Randal Halfmann, PhD

Randal Halfmann obtained his Ph.D. in Biology at MIT, then started his own lab at UT Southwestern Medical Center as an NIH Early Independence Awardee. While there, he discovered that self-propagating protein aggregates known as prions function to enforce cell fate commitment in organisms ranging from budding yeast to humans. In 2015 he joined the Stowers Institute, where his lab investigates both the mechanisms and biological consequences of protein supersaturation and self-assembly. His work is elucidating how protein self-assembly controls the granularity of protein activity in biological space and time, in phenomena ranging from signal transduction to cellular memories to aging. Recent breakthroughs from the Halfmann lab include the development of technology to detect and characterize protein self-assembly in living cells (2018), elucidation of the molecular etiology of Huntington’s Disease proteopathy (2021), and discovery that our innate immune system is powered by protein supersaturation (2022).

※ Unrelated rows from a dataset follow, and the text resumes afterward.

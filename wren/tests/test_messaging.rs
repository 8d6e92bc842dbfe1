use std::sync::atomic::{AtomicBool, AtomicUsize, Ordering};
use std::sync::Arc;
use std::thread;
use std::time::Duration;

use wren::prelude::*;

use test_helpers::{manual_system, pooled_system, WAIT};

#[derive(Message)]
#[message(result = "u64")]
struct Add(u64);

#[derive(Message)]
struct Record {
    sender: u32,
    seq: u32,
}

#[derive(Message)]
#[message(result = "Vec<(u32, u32)>")]
struct History;

#[derive(Message)]
#[message(result = "u64")]
struct Checked(i64);

/// Not part of any interface.
#[derive(Message)]
#[message(result = "u64")]
struct Stranger;

interface! {
    pub CounterApi { Add, Record, History, Checked }
}

/// Counts and records, and notices if two handlers ever overlap.
struct Counter {
    total: u64,
    history: Vec<(u32, u32)>,
    busy: Arc<AtomicBool>,
    overlaps: Arc<AtomicUsize>,
}

impl Counter {
    fn new() -> Self {
        Self {
            total: 0,
            history: Vec::new(),
            busy: Arc::new(AtomicBool::new(false)),
            overlaps: Arc::new(AtomicUsize::new(0)),
        }
    }

    fn enter(&self) {
        if self.busy.swap(true, Ordering::SeqCst) {
            self.overlaps.fetch_add(1, Ordering::SeqCst);
        }
    }

    fn leave(&self) {
        self.busy.store(false, Ordering::SeqCst);
    }
}

impl Actor for Counter {
    type Interface = CounterApi;

    fn make_behavior(&mut self, _ctx: &mut Context<Self>) -> Behavior<Self> {
        Behavior::new()
            .on(|counter: &mut Counter, _ctx, Add(n): Add| {
                counter.enter();
                counter.total += n;
                counter.leave();
                Reply::Value(counter.total)
            })
            .on(|counter: &mut Counter, _ctx, Record { sender, seq }: Record| {
                counter.enter();
                counter.history.push((sender, seq));
                thread::yield_now();
                counter.leave();
                Reply::done()
            })
            .on(|counter: &mut Counter, _ctx, _: History| Reply::Value(counter.history.clone()))
            .on(|counter: &mut Counter, _ctx, Checked(n): Checked| {
                if n < 0 {
                    return Reply::Failed(ActorError::handling(format!("negative input {}", n)));
                }
                counter.total += n as u64;
                Reply::Value(counter.total)
            })
    }
}

#[test]
fn test_request_response() {
    let system = pooled_system(2);
    let counter = system.spawn(Counter::new()).unwrap();

    assert_eq!(system.request(counter, Add(2), None).wait_timeout(WAIT).unwrap(), 2);
    assert_eq!(system.request(counter, Add(3), None).wait_timeout(WAIT).unwrap(), 5);
    assert_eq!(system.state_of(&counter), ActorState::Running);

    system.shutdown(DrainPolicy::Graceful).unwrap();
}

#[test]
fn test_racing_senders_keep_per_sender_order_and_exclusivity() {
    const SENDERS: u32 = 4;
    const PER_SENDER: u32 = 250;

    let system = Arc::new(pooled_system(4));
    let actor = Counter::new();
    let overlaps = actor.overlaps.clone();
    let counter = system.spawn(actor).unwrap();

    let threads: Vec<_> = (0..SENDERS)
        .map(|sender| {
            let system = system.clone();
            thread::spawn(move || {
                for seq in 0..PER_SENDER {
                    system.send(counter, Record { sender, seq }).unwrap();
                    system.send(counter, Add(1)).unwrap();
                }
            })
        })
        .collect();
    for handle in threads {
        handle.join().unwrap();
    }

    let history = system.request(counter, History, None).wait_timeout(WAIT).unwrap();
    assert_eq!(history.len(), (SENDERS * PER_SENDER) as usize);
    for sender in 0..SENDERS {
        let seqs: Vec<u32> = history
            .iter()
            .filter(|(from, _)| *from == sender)
            .map(|(_, seq)| *seq)
            .collect();
        assert_eq!(seqs, (0..PER_SENDER).collect::<Vec<_>>());
    }

    let total = system.request(counter, Add(0), None).wait_timeout(WAIT).unwrap();
    assert_eq!(total, u64::from(SENDERS * PER_SENDER));
    assert_eq!(overlaps.load(Ordering::SeqCst), 0);

    system.shutdown(DrainPolicy::Graceful).unwrap();
}

#[test]
fn test_request_to_terminated_actor_fails_with_actor_not_found() {
    let system = pooled_system(2);
    let counter = system.spawn(Counter::new()).unwrap();
    let exited = system.exit_future(&counter);

    system.stop(&counter, ExitReason::UserShutdown).unwrap();
    assert_eq!(exited.wait_timeout(WAIT).unwrap(), ExitReason::UserShutdown);
    assert_eq!(system.state_of(&counter), ActorState::Terminated);

    let err = system.request(counter, Add(1), None).wait_timeout(WAIT).unwrap_err();
    assert_eq!(err.kind(), ErrorKind::ActorNotFound);
    let err = system.send(counter, Add(1)).unwrap_err();
    assert_eq!(err.kind(), ErrorKind::ActorNotFound);
    let err = system.stop(&counter, ExitReason::Normal).unwrap_err();
    assert_eq!(err.kind(), ErrorKind::ActorNotFound);

    system.shutdown(DrainPolicy::Graceful).unwrap();
}

#[test]
fn test_unknown_message_kind_is_reported_and_actor_survives() {
    let system = manual_system();
    let counter = system.spawn(Counter::new()).unwrap();

    let answer = system.request_untyped(counter.id(), Stranger, None);
    system.send_untyped(counter.id(), Stranger).unwrap();
    system.run_until_idle();

    let err = answer.wait_timeout(WAIT).unwrap_err();
    assert_eq!(err.kind(), ErrorKind::UnexpectedMessageKind);
    assert!(err.to_string().contains("Stranger"));

    // The one-way copy had nobody to tell, so it went to diagnostics.
    let diagnostic = system.diagnostics().try_recv().unwrap();
    assert_eq!(diagnostic.actor, Some(counter.id()));
    assert_eq!(diagnostic.error.kind(), ErrorKind::UnexpectedMessageKind);

    let total = system.request(counter, Add(1), None);
    system.run_until_idle();
    assert_eq!(total.wait_timeout(WAIT).unwrap(), 1);
    assert_eq!(system.state_of(&counter), ActorState::Running);
}

#[test]
fn test_failed_reply_keeps_actor_running() {
    let system = manual_system();
    let counter = system.spawn(Counter::new()).unwrap();

    let failed = system.request(counter, Checked(-4), None);
    let ok = system.request(counter, Checked(4), None);
    system.run_until_idle();

    let err = failed.wait_timeout(WAIT).unwrap_err();
    assert_eq!(err.kind(), ErrorKind::MessageHandlingError);
    assert_eq!(err.to_string(), "Message handling failed: negative input -4");
    assert_eq!(ok.wait_timeout(WAIT).unwrap(), 4);
}

#[derive(Message)]
#[message(result = "u64")]
struct Hold;

interface! {
    pub HolderApi { Hold }
}

/// Takes requests and never answers them.
#[derive(Default)]
struct Holder {
    held: Vec<ResponsePromise<u64>>,
}

impl Actor for Holder {
    type Interface = HolderApi;

    fn make_behavior(&mut self, _ctx: &mut Context<Self>) -> Behavior<Self> {
        Behavior::new().on(|holder: &mut Holder, ctx, _: Hold| {
            let promise = ctx.make_response_promise();
            holder.held.push(promise.clone());
            Reply::Deferred(promise)
        })
    }
}

#[test]
fn test_external_request_times_out() {
    let system = pooled_system(2);
    let holder = system.spawn(Holder::default()).unwrap();

    let err = system
        .request(holder, Hold, Some(Duration::from_millis(30)))
        .wait_timeout(WAIT)
        .unwrap_err();
    assert_eq!(err.kind(), ErrorKind::TimedOut);

    system.shutdown(DrainPolicy::Graceful).unwrap();
}

#[test]
fn test_default_request_timeout_applies() {
    test_helpers::logging_for_tests();
    let system = ActorSystem::new(
        SystemConfig::default()
            .with_pool_size(1)
            .with_default_request_timeout(Some(Duration::from_millis(30))),
    )
    .unwrap();
    let holder = system.spawn(Holder::default()).unwrap();

    let err = system.request(holder, Hold, None).wait_timeout(WAIT).unwrap_err();
    assert!(matches!(err, ActorError::TimedOut(after) if after == Duration::from_millis(30)));

    system.shutdown(DrainPolicy::Graceful).unwrap();
}

#[test]
fn test_deadlines_outlive_the_runtime_the_system_was_built_in() {
    test_helpers::logging_for_tests();
    let caller = tokio::runtime::Builder::new_current_thread()
        .enable_all()
        .build()
        .unwrap();
    let system = caller
        .block_on(async { ActorSystem::new(SystemConfig::default().with_pool_size(1)) })
        .unwrap();
    drop(caller);
    let holder = system.spawn(Holder::default()).unwrap();

    let err = system
        .request(holder, Hold, Some(Duration::from_millis(30)))
        .wait_timeout(WAIT)
        .unwrap_err();
    assert!(matches!(err, ActorError::TimedOut(after) if after == Duration::from_millis(30)));

    system.shutdown(DrainPolicy::Graceful).unwrap();
}

#[test]
fn test_deadlines_fire_while_the_calling_runtime_is_blocked() {
    test_helpers::logging_for_tests();
    let caller = tokio::runtime::Builder::new_current_thread()
        .enable_all()
        .build()
        .unwrap();
    caller.block_on(async {
        let system = ActorSystem::new(SystemConfig::default().with_pool_size(1)).unwrap();
        let holder = system.spawn(Holder::default()).unwrap();

        // Blocks the only thread of the calling runtime.
        let err = system
            .request(holder, Hold, Some(Duration::from_millis(30)))
            .wait_timeout(WAIT)
            .unwrap_err();
        assert!(matches!(err, ActorError::TimedOut(after) if after == Duration::from_millis(30)));

        system.shutdown(DrainPolicy::Graceful).unwrap();
    });
}

#[derive(Message)]
struct Nudge;

interface! {
    pub NudgeApi { Nudge }
}

/// Asks a holder with a short deadline and reports what came back.
struct Impatient {
    holder: Handle<HolderApi>,
    report: flume::Sender<ErrorKind>,
}

impl Actor for Impatient {
    type Interface = NudgeApi;

    fn make_behavior(&mut self, _ctx: &mut Context<Self>) -> Behavior<Self> {
        Behavior::new().on(|me: &mut Impatient, ctx, _: Nudge| {
            ctx.request(me.holder, Hold)
                .timeout(Duration::from_millis(20))
                .then(|me: &mut Impatient, _ctx, result| {
                    let kind = result.map(|_| ErrorKind::Other).unwrap_or_else(|e| e.kind());
                    let _ = me.report.send(kind);
                });
            Reply::done()
        })
    }
}

#[test]
fn test_context_request_times_out() {
    let system = pooled_system(2);
    let holder = system.spawn(Holder::default()).unwrap();
    let (tx, rx) = flume::unbounded();
    let impatient = system.spawn(Impatient { holder, report: tx }).unwrap();

    system.send(impatient, Nudge).unwrap();
    assert_eq!(rx.recv_timeout(WAIT).unwrap(), ErrorKind::TimedOut);

    system.shutdown(DrainPolicy::Graceful).unwrap();
}

#[derive(Message)]
#[message(result = "u32")]
struct GetEdges;

interface! {
    pub ShapeActor { GetEdges }
}

struct Circle;
struct Triangle;
struct Square;

impl Actor for Circle {
    type Interface = ShapeActor;

    fn make_behavior(&mut self, _ctx: &mut Context<Self>) -> Behavior<Self> {
        Behavior::new().on(|_, _, _: GetEdges| Reply::Value(0))
    }
}

impl Actor for Triangle {
    type Interface = ShapeActor;

    fn make_behavior(&mut self, _ctx: &mut Context<Self>) -> Behavior<Self> {
        Behavior::new().on(|_, _, _: GetEdges| Reply::Value(3))
    }
}

impl Actor for Square {
    type Interface = ShapeActor;

    fn make_behavior(&mut self, _ctx: &mut Context<Self>) -> Behavior<Self> {
        Behavior::new().on(|_, _, _: GetEdges| Reply::Value(4))
    }
}

#[test]
fn test_actors_sharing_an_interface_are_interchangeable() {
    let system = pooled_system(2);
    let shapes: Vec<Handle<ShapeActor>> = vec![
        system.spawn(Circle).unwrap(),
        system.spawn(Triangle).unwrap(),
        system.spawn(Square).unwrap(),
    ];

    let edges: Vec<u32> = shapes
        .iter()
        .map(|shape| system.request(*shape, GetEdges, None).wait_timeout(WAIT).unwrap())
        .collect();
    assert_eq!(edges, vec![0, 3, 4]);

    system.shutdown(DrainPolicy::Graceful).unwrap();
}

An overarching goal of modern biology is to understand how biomolecules compartmentalize cellular processes at mesoscopic spatiotemporal scales -- that is, greater than the sizes and fluctuations of individual proteins, but smaller than the sizes and lifespans of cells. These emergent properties of biomolecules somehow orchestrate gene regulation and signaling. The relatively recent appreciation that proteins can order themselves via liquid-liquid phase separation in vivo marked a turning point in our understanding of how cells work. An intrinsic feature of phase separation is nucleation, the energetically unfavorable event that dictates the probability of the new phase occurring de novo at any point in space and time. Whereas the implications of phase separation in organizing protein activities in intracellular space are now being feverishly uncovered in research labs around the world, the fact that the nucleation barriers inherent to phase separation can also control protein activity temporally over cellular and organismal time scales is only beginning to assimilate into biological discourse. The Halfmann Lab is making those discoveries. We seek to uncover fundamental relationships between nucleation barriers and directional cellular changes that abound in biology. These collectively underlie physiological and pathological phenomena ranging from cell differentiation and development on the one hand, to neurodegeneration and aging on the other. The central tenet of our research holds that nucleation barriers render living proteomes perpetually high energy, or supersaturated, with respect to ordered protein assemblies such as amyloids, and this provides a driving force for inevitable and irreversible declines in cellular phenotypic potential.